Every line containing the word "instrument" must be pulled from the records.

##### DATA SHOWN #####

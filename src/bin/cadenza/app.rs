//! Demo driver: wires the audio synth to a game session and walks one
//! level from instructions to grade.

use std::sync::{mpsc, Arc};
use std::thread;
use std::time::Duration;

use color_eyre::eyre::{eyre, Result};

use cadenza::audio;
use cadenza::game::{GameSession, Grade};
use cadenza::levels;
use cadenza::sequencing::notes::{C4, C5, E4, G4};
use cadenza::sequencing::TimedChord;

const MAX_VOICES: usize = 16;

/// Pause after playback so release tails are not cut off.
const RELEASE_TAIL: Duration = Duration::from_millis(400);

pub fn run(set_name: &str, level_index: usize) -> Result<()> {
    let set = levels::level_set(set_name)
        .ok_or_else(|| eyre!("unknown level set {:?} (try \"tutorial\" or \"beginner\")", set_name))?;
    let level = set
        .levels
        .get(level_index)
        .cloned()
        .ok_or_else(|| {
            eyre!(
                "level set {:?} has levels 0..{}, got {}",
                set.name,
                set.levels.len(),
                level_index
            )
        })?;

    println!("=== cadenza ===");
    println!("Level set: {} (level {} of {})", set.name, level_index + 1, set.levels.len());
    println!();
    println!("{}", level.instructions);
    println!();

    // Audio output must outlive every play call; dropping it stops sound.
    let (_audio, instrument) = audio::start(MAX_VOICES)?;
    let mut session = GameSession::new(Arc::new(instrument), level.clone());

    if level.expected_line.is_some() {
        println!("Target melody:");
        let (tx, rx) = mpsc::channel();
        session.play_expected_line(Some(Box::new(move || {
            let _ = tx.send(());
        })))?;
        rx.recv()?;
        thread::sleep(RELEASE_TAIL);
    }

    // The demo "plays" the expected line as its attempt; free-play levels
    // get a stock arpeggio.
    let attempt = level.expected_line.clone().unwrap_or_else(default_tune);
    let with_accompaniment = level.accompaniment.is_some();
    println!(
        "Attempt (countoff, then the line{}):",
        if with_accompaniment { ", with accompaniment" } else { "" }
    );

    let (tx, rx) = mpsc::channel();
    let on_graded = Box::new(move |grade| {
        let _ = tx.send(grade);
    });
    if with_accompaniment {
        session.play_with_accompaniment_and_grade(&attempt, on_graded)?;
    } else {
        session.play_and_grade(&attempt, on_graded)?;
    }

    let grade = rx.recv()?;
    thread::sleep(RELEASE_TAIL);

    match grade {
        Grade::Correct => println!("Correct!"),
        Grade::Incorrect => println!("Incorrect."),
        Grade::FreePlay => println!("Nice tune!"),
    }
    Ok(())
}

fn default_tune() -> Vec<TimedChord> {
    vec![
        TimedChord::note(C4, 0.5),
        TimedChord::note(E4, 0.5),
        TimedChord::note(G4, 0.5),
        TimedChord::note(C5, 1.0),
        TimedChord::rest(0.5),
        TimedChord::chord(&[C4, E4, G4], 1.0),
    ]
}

#####

**RESULT OF THE TASK:**
    let (_audio, instrument) = audio::start(MAX_VOICES)?;
    let mut session = GameSession::new(Arc::new(instrument), level.clone());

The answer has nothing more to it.